Sometimes, it’s not so bad to be proved wrong. Late last month, David Keith, a Harvard professor of applied physics and public policy, published a piece in Greentech Media, revisiting his 2008-2011 projections on the cost of solar modules, in which he was skeptical about predictions of falling prices. But solar has gotten much cheaper much faster than he thought. In 2008 he predicted only even odds of lowering the price of a solar power system to $0.30 per watt in 2030. In reality, the prices have already lowered to $0.50 per watt, and for large installations in the best locations, the cost of electricity from solar PV, without subsidy, is now under $40 per MW-hour, and could be at $20 by 2020. “Compared to other new sources of supply, this would be the cheapest electricity on the planet,” wrote Keith.

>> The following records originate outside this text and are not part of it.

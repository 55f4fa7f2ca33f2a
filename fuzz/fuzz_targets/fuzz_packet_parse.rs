// SPDX-License-Identifier: Apache-2.0 OR MIT
// Copyright (c) 2025-2026 naskel.com

#![no_main]

use libfuzzer_sys::fuzz_target;
use stdaq::PacketLayout;

fuzz_target!(|data: &[u8]| {
    // Jungfrau header (f64 bunchid as image id)
    let _ = PacketLayout::jungfrau().parse(data);

    // Eiger header at every bit depth
    for bit_depth in [4, 8, 16, 32] {
        let _ = PacketLayout::eiger(bit_depth).parse(data);
    }

    let _ = PacketLayout::minimal(8, 4).parse(data);
});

We here at Advanced Energy Perspectives are no strangers to being wrong, but we’ve also long known that the rapid innovation in technologies and business models is driving down the cost of advanced energy, and renewables in particular, making it more desirable for customers of all kinds. This week we saw several examples of this trend.
First, we’ll visit Hawaii (only figuratively, I’m afraid), which is sending another “postcard from the future.” Lawmakers in Hawaii have allocated $1.2 million in the state budget to study alternative utility and regulatory models, including “cooperative, municipal, and independent distribution system operators.” This isn’t the first time, either. As Utility Dive reports, earlier this year, the County of Maui commissioned a report on alternative utility models that found a nonprofit grid operator similar to an Independent System Operator is the “best bet” to take over from Maui Electric Co., which is a subsidiary of Hawaiian Electric Industries (HEI).
This is all taking place in the context of a major utility merger in the state: NextEra Energy has been trying to buy HEI for $4.3 billion since December 2014. The deal is still pending regulatory approval, and has a deadline of June 3, though the deadline may be pushed back.
Back in the lower 48, the Wall Street Journal reports that utilities are investing heavily in renewable energy and selling the electricity to other utilities. WSJ points to the energy arm of Warren Buffet’s Berkshire Hathaway, Duke Energy, and Southern Co. as examples of utilities that are investing more heavily in wind and solar farms than ever before. This growth in investment is spurred by renewable energy mandates in more half the states and anticipated regulations from the federal government, especially EPA’s Clean Power Plan (CPP).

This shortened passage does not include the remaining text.